• [INSTRUCTIONS TO FOLLOW]
Copy the lines exactly as they appear, starting with the first line of the records and ending with the line that contains "can close it.".
[[ DATA RECORDS, beginning ]]
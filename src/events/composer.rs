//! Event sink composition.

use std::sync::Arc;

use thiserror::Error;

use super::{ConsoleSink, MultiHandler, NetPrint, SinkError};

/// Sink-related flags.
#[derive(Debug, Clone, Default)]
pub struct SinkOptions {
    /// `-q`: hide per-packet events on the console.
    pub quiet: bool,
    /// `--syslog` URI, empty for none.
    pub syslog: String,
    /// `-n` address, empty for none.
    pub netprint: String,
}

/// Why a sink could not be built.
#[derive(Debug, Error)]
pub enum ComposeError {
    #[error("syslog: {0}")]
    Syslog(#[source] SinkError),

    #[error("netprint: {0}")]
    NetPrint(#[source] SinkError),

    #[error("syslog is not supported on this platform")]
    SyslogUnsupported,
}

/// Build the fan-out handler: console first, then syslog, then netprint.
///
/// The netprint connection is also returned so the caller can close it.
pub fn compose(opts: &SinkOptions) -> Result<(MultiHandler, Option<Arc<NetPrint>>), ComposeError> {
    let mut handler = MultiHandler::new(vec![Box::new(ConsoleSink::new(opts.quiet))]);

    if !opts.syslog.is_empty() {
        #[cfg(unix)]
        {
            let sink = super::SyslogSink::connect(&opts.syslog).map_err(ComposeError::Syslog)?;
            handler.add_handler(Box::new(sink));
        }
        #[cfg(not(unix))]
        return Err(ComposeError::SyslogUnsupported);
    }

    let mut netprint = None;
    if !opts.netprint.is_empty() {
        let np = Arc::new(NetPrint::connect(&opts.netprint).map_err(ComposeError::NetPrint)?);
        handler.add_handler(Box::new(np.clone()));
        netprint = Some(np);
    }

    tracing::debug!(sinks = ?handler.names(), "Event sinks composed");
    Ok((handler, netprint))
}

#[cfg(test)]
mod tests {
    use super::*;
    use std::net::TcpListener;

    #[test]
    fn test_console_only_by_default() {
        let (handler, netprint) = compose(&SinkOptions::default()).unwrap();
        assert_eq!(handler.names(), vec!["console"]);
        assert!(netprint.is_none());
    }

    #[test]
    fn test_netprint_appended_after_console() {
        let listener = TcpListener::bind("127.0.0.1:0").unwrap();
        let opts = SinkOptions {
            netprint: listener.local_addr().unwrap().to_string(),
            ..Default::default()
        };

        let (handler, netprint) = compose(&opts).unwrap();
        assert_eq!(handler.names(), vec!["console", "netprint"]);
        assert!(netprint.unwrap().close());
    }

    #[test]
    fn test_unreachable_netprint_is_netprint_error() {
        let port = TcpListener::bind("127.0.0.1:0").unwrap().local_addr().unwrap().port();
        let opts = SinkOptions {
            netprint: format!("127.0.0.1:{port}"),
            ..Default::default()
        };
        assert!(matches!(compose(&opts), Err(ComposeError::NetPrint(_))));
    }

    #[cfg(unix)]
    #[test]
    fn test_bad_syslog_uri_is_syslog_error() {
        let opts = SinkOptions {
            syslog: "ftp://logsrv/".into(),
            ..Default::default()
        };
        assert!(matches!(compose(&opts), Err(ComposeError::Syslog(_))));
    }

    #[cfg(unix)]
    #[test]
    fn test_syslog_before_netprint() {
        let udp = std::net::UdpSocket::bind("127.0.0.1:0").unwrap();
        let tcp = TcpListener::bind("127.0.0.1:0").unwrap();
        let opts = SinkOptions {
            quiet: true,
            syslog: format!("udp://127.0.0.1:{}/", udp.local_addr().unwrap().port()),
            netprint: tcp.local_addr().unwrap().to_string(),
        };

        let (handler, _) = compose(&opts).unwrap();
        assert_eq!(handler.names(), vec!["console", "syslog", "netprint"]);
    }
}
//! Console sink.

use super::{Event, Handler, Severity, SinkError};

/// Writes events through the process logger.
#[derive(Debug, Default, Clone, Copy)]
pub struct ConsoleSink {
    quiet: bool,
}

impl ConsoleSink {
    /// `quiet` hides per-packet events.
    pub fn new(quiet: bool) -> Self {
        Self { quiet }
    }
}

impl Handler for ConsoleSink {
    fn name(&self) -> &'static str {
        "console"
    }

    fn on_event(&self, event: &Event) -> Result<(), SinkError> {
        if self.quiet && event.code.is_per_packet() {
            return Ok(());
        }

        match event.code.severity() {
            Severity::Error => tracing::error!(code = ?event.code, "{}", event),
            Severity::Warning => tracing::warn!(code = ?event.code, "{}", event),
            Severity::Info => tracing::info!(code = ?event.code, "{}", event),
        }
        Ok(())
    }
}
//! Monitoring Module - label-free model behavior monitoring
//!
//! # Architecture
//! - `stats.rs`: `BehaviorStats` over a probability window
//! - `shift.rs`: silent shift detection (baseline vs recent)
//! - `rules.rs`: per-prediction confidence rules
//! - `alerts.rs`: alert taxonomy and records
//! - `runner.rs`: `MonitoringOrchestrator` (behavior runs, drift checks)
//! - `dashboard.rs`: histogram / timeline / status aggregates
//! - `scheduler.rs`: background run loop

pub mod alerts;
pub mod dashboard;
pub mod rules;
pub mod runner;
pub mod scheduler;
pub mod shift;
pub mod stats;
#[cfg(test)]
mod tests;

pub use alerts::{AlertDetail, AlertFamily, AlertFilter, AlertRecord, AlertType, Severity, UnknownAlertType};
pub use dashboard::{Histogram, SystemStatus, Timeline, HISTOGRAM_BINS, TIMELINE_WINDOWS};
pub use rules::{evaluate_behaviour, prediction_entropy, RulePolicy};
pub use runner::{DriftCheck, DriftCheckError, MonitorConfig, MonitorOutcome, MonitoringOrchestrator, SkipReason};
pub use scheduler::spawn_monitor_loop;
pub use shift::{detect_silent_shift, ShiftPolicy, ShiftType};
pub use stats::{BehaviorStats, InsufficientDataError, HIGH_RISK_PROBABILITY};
[[ DATA RECORDS, end ]]
• [PROBLEM SOLUTION]
filename src/events/composer.rs
//! Event sink composition.

use std::sync::Arc;

use thiserror::Error;

use super::{ConsoleSink, MultiHandler, NetPrint, SinkError};

/// Sink-related flags.
#[derive(Debug, Clone, Default)]
pub struct SinkOptions {
    /// `-q`: hide per-packet events on the console.
    pub quiet: bool,
    /// `--syslog` URI, empty for none.
    pub syslog: String,
    /// `-n` address, empty for none.
    pub netprint: String,
}

/// Why a sink could not be built.
#[derive(Debug, Error)]
pub enum ComposeError {
    #[error("syslog: {0}")]
    Syslog(#[source] SinkError),

    #[error("netprint: {0}")]
    NetPrint(#[source] SinkError),

    #[error("syslog is not supported on this platform")]
    SyslogUnsupported,
}

/// Build the fan-out handler: console first, then syslog, then netprint.
///
/// The netprint connection is also returned so the caller can close it.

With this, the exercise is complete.